INSTRUCTIONS FOR THE TASK
Show each line in the listing below that contains the word "contents".

*** Opening of RECORDS FOR THIS TASK ***

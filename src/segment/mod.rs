//! Time-bucketing of transcript entries.
//!
//! Two policies, kept as separate functions:
//!
//! - [`split_fixed_origin`] keeps the first entry as a fixed origin and
//!   closes the k-th segment once an entry is `interval * (k + 1)` past it.
//! - [`split_elapsed_gap`] re-anchors at the first entry of every segment and
//!   closes once an entry is `interval` past that anchor.
//!
//! They disagree on the same input as soon as a segment does not start
//! exactly on a multiple of the interval.

use chrono::NaiveDateTime;
use serde::Serialize;
use std::collections::BTreeSet;

use crate::error::{DigestError, Result};
use crate::transcript::{format_clock, format_dated_clock, Transcript, TranscriptEntry};

/// Bucketing policy.
#[derive(Debug, Clone, Copy, PartialEq, Eq)]
pub enum SegmentPolicy {
    /// Cumulative threshold from a fixed origin (summary stage).
    FixedOrigin,
    /// Plain elapsed-gap reset (chapter stage).
    ElapsedGap,
}

impl SegmentPolicy {
    pub fn from_str(s: &str) -> Option<Self> {
        match s.to_lowercase().as_str() {
            "fixed" | "fixed-origin" | "summary" => Some(SegmentPolicy::FixedOrigin),
            "gap" | "elapsed-gap" | "intro" | "chapter" => Some(SegmentPolicy::ElapsedGap),
            _ => None,
        }
    }

    pub fn as_str(&self) -> &str {
        match self {
            SegmentPolicy::FixedOrigin => "fixed-origin",
            SegmentPolicy::ElapsedGap => "elapsed-gap",
        }
    }

    pub fn split(&self, transcript: &Transcript, interval_minutes: u32) -> Result<Vec<Segment>> {
        match self {
            SegmentPolicy::FixedOrigin => split_fixed_origin(transcript, interval_minutes),
            SegmentPolicy::ElapsedGap => split_elapsed_gap(transcript, interval_minutes),
        }
    }
}

/// A contiguous time window of entries.
#[derive(Debug, Clone, Serialize)]
pub struct Segment {
    /// Offset of the first entry, in seconds.
    pub start_time: u32,
    /// Offset of the last entry, in seconds.
    pub end_time: u32,
    /// Absolute start, only for segments built from dated entries.
    #[serde(skip_serializing_if = "Option::is_none")]
    pub start_at: Option<NaiveDateTime>,
    #[serde(skip_serializing_if = "Option::is_none")]
    pub end_at: Option<NaiveDateTime>,
    pub entries: Vec<TranscriptEntry>,
    pub speakers: BTreeSet<String>,
}

impl Segment {
    fn open(entry: &TranscriptEntry, at: Option<NaiveDateTime>) -> Self {
        let mut segment = Segment {
            start_time: entry.timestamp,
            end_time: entry.timestamp,
            start_at: at,
            end_at: at,
            entries: Vec::new(),
            speakers: BTreeSet::new(),
        };
        segment.push(entry, at);
        segment
    }

    fn push(&mut self, entry: &TranscriptEntry, at: Option<NaiveDateTime>) {
        self.end_time = entry.timestamp;
        self.end_at = at;
        self.speakers.insert(entry.speaker_id.clone());
        self.entries.push(entry.clone());
    }

    /// Entry texts in order.
    pub fn contents(&self) -> Vec<&str> {
        self.entries.iter().map(|e| e.text.as_str()).collect()
    }

    /// `M:SS - M:SS` from the raw offsets.
    pub fn clock_range(&self) -> String {
        format!("{} - {}", format_clock(self.start_time), format_clock(self.end_time))
    }

    /// `MM:SS-MM:SS` re-derived from the absolute datetimes when present.
    pub fn dated_range(&self) -> String {
        let render = |at: Option<NaiveDateTime>, secs: u32| match at {
            Some(at) => format_dated_clock(&at),
            None => format!("{:02}:{:02}", secs / 60, secs % 60),
        };
        format!(
            "{}-{}",
            render(self.start_at, self.start_time),
            render(self.end_at, self.end_time)
        )
    }
}

fn interval_seconds(interval_minutes: u32) -> Result<i64> {
    if interval_minutes == 0 {
        return Err(DigestError::invalid_config(
            "interval_minutes",
            "must be at least 1",
        ));
    }
    Ok(i64::from(interval_minutes) * 60)
}

/// Policy A: fixed origin, index-scaled threshold.
///
/// Only entries below a `日期：` header take part. With `k` segments already
/// closed, an entry closes the current one when it is at least
/// `interval * (k + 1)` past the first entry. The origin never moves, so
/// a single late entry advances `k` by one only and the threshold lags.
pub fn split_fixed_origin(transcript: &Transcript, interval_minutes: u32) -> Result<Vec<Segment>> {
    let interval = interval_seconds(interval_minutes)?;

    let mut dated: Vec<(NaiveDateTime, &TranscriptEntry)> = transcript
        .dated_entries()
        .filter_map(|e| e.datetime().map(|at| (at, e)))
        .collect();
    dated.sort_by_key(|(at, _)| *at);

    let Some(&(origin, first)) = dated.first() else {
        return Ok(Vec::new());
    };

    let mut segments = Vec::new();
    let mut current = Segment::open(first, Some(origin));

    for &(at, entry) in &dated[1..] {
        let elapsed = (at - origin).num_seconds();
        let threshold = interval * (segments.len() as i64 + 1);
        if elapsed >= threshold {
            segments.push(current);
            current = Segment::open(entry, Some(at));
        } else {
            current.push(entry, Some(at));
        }
    }

    segments.push(current);
    Ok(segments)
}

/// Policy B: re-anchor on every new segment.
pub fn split_elapsed_gap(transcript: &Transcript, interval_minutes: u32) -> Result<Vec<Segment>> {
    let interval = interval_seconds(interval_minutes)?;

    let mut entries: Vec<&TranscriptEntry> = transcript.entries.iter().collect();
    entries.sort_by_key(|e| e.timestamp);

    let Some(first) = entries.first() else {
        return Ok(Vec::new());
    };

    let mut segments = Vec::new();
    let mut anchor = first.timestamp;
    let mut current = Segment::open(first, None);

    for entry in &entries[1..] {
        if i64::from(entry.timestamp - anchor) >= interval {
            segments.push(current);
            current = Segment::open(entry, None);
            anchor = entry.timestamp;
        } else {
            current.push(entry, None);
        }
    }

    segments.push(current);
    Ok(segments)
}

/// Summary-stage rendering of one policy A segment.
#[derive(Debug, Clone, Serialize)]
pub struct Interval {
    pub id: usize,
    pub time_range: String,
    pub content: String,
    pub reporters: Vec<String>,
}

pub fn render_intervals(segments: &[Segment]) -> Vec<Interval> {
    segments
        .iter()
        .enumerate()
        .map(|(i, s)| Interval {
            id: i + 1,
            time_range: s.dated_range(),
            content: s.contents().join("\n"),
            reporters: s.speakers.iter().cloned().collect(),
        })
        .collect()
}

/// Chapter-stage rendering: `speaker M:SS` header then the text, entries
/// separated by a blank line.
pub fn render_chapter(segment: &Segment) -> String {
    segment
        .entries
        .iter()
        .map(|e| format!("{} {}\n{}", e.speaker_id, format_clock(e.timestamp), e.text))
        .collect::<Vec<_>>()
        .join("\n\n")
}

#[cfg(test)]
mod tests {
    use super::*;
    use crate::transcript::parse_transcript;

    /// Build a dated transcript from (minute, second) offsets.
    fn dated(offsets: &[(u32, u32)]) -> Transcript {
        let mut text = String::from("日期：2024-01-01\n");
        for (i, (m, s)) in offsets.iter().enumerate() {
            text.push_str(&format!("{m:02}:{s:02} 发言人{}: line{i}\n", i % 2 + 1));
        }
        parse_transcript(&text).unwrap()
    }

    fn bounds(segments: &[Segment]) -> Vec<(u32, u32)> {
        segments.iter().map(|s| (s.start_time, s.end_time)).collect()
    }

    #[test]
    fn test_both_close_after_long_gap() {
        let t = dated(&[(0, 0), (40, 0)]);
        let a = split_fixed_origin(&t, 30).unwrap();
        let b = split_elapsed_gap(&t, 30).unwrap();
        assert_eq!(bounds(&a), vec![(0, 0), (2400, 2400)]);
        assert_eq!(bounds(&b), vec![(0, 0), (2400, 2400)]);
    }

    #[test]
    fn test_zero_thirtyfive_sixtyfive() {
        let t = dated(&[(0, 0), (35, 0), (65, 0)]);

        // A: 2100 >= 1800 closes (k=1); 3900 >= 3600 closes (k=2).
        let a = split_fixed_origin(&t, 30).unwrap();
        assert_eq!(bounds(&a), vec![(0, 0), (2100, 2100), (3900, 3900)]);

        // B: 2100 - 0 >= 1800 closes; 3900 - 2100 = 1800 >= 1800 closes.
        let b = split_elapsed_gap(&t, 30).unwrap();
        assert_eq!(bounds(&b), vec![(0, 0), (2100, 2100), (3900, 3900)]);
    }

    #[test]
    fn test_policies_diverge() {
        let t = dated(&[(0, 0), (35, 0), (50, 0), (61, 0)]);

        // A: 35m closes (k=1, next threshold 60m); 50m stays; 61m closes.
        let a = split_fixed_origin(&t, 30).unwrap();
        assert_eq!(bounds(&a), vec![(0, 0), (2100, 3000), (3660, 3660)]);

        // B: 35m closes and re-anchors; 50m and 61m are within 30m of 35m.
        let b = split_elapsed_gap(&t, 30).unwrap();
        assert_eq!(bounds(&b), vec![(0, 0), (2100, 3660)]);
    }

    #[test]
    fn test_fixed_origin_lagging_threshold() {
        // Known edge case: one very late entry moves k by one only, so every
        // following entry still clears the threshold and sits alone.
        let t = dated(&[(0, 0), (100, 0), (101, 0), (102, 0), (103, 0)]);
        let a = split_fixed_origin(&t, 30).unwrap();
        assert_eq!(a.len(), 4);
        assert_eq!(bounds(&a), vec![(0, 0), (6000, 6000), (6060, 6060), (6120, 6180)]);
        assert!(a.iter().all(|s| !s.entries.is_empty()));
    }

    #[test]
    fn test_end_to_end_elapsed_gap() {
        let text = "日期：2024-01-01\n00:05 发言人1: hello\n00:50 发言人2: world\n31:10 发言人1: bye\n";
        let t = parse_transcript(text).unwrap();
        let segments = split_elapsed_gap(&t, 30).unwrap();
        assert_eq!(bounds(&segments), vec![(5, 50), (1870, 1870)]);
        assert_eq!(segments[0].contents(), vec!["hello", "world"]);
        assert_eq!(segments[0].clock_range(), "0:05 - 0:50");
        assert_eq!(segments[1].clock_range(), "31:10 - 31:10");
    }

    #[test]
    fn test_sort_is_stable_on_equal_timestamps() {
        let t = parse_transcript(
            "日期：2024-01-01\n05:00 发言人1: first\n00:10 发言人2: early\n05:00 发言人3: second",
        )
        .unwrap();
        for policy in [SegmentPolicy::FixedOrigin, SegmentPolicy::ElapsedGap] {
            let segments = policy.split(&t, 30).unwrap();
            assert_eq!(segments.len(), 1);
            assert_eq!(segments[0].contents(), vec!["early", "first", "second"]);
        }
    }

    #[test]
    fn test_every_entry_in_exactly_one_segment() {
        let t = dated(&[(0, 0), (3, 0), (29, 59), (30, 0), (58, 0), (90, 1), (91, 0)]);
        for policy in [SegmentPolicy::FixedOrigin, SegmentPolicy::ElapsedGap] {
            let segments = policy.split(&t, 30).unwrap();
            let total: usize = segments.iter().map(|s| s.entries.len()).sum();
            assert_eq!(total, t.entries.len());
            for pair in segments.windows(2) {
                assert!(pair[0].end_time < pair[1].start_time);
            }
        }
    }

    #[test]
    fn test_fixed_origin_requires_date_header() {
        let t = parse_transcript("00:05 发言人1: a\n日期：2024-01-01\n00:06 发言人1: b").unwrap();
        let a = split_fixed_origin(&t, 30).unwrap();
        assert_eq!(a.len(), 1);
        assert_eq!(a[0].contents(), vec!["b"]);

        let undated = parse_transcript("00:05 发言人1: a").unwrap();
        assert!(split_fixed_origin(&undated, 30).unwrap().is_empty());
        assert_eq!(split_elapsed_gap(&undated, 30).unwrap().len(), 1);
    }

    #[test]
    fn test_empty_input_yields_no_segments() {
        let empty = Transcript::default();
        assert!(split_fixed_origin(&empty, 30).unwrap().is_empty());
        assert!(split_elapsed_gap(&empty, 30).unwrap().is_empty());
        for policy in [SegmentPolicy::FixedOrigin, SegmentPolicy::ElapsedGap] {
            assert!(policy.split(&empty, 30).unwrap().is_empty());
        }
    }

    #[test]
    fn test_zero_interval_rejected() {
        let t = dated(&[(0, 0)]);
        assert!(matches!(
            split_elapsed_gap(&t, 0),
            Err(DigestError::InvalidConfig { .. })
        ));
        assert!(matches!(
            split_fixed_origin(&t, 0),
            Err(DigestError::InvalidConfig { .. })
        ));
    }

    #[test]
    fn test_render_intervals() {
        let t = dated(&[(0, 5), (10, 0), (75, 9)]);
        let intervals = render_intervals(&split_fixed_origin(&t, 30).unwrap());
        assert_eq!(intervals.len(), 2);
        assert_eq!(intervals[0].id, 1);
        assert_eq!(intervals[0].time_range, "00:05-10:00");
        assert_eq!(intervals[0].content, "line0\nline1");
        assert_eq!(intervals[0].reporters, vec!["发言人1", "发言人2"]);
        assert_eq!(intervals[1].time_range, "75:09-75:09");
    }

    #[test]
    fn test_render_chapter() {
        let t = parse_transcript("00:05 发言人1: hello\n01:07 发言人2: world").unwrap();
        let segments = split_elapsed_gap(&t, 30).unwrap();
        assert_eq!(render_chapter(&segments[0]), "发言人1 0:05\nhello\n\n发言人2 1:07\nworld");
    }

    #[test]
    fn test_policy_from_str() {
        assert_eq!(SegmentPolicy::from_str("fixed"), Some(SegmentPolicy::FixedOrigin));
        assert_eq!(SegmentPolicy::from_str("GAP"), Some(SegmentPolicy::ElapsedGap));
        assert_eq!(SegmentPolicy::from_str("weekly"), None);
    }
}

*** Close of RECORDS FOR THIS TASK ***

SOLUTION TO THIS TASK
    pub fn contents(&self) -> Vec<&str> {
            content: s.contents().join("\n"),
        assert_eq!(segments[0].contents(), vec!["hello", "world"]);
            assert_eq!(segments[0].contents(), vec!["early", "first", "second"]);
        assert_eq!(a[0].contents(), vec!["b"]);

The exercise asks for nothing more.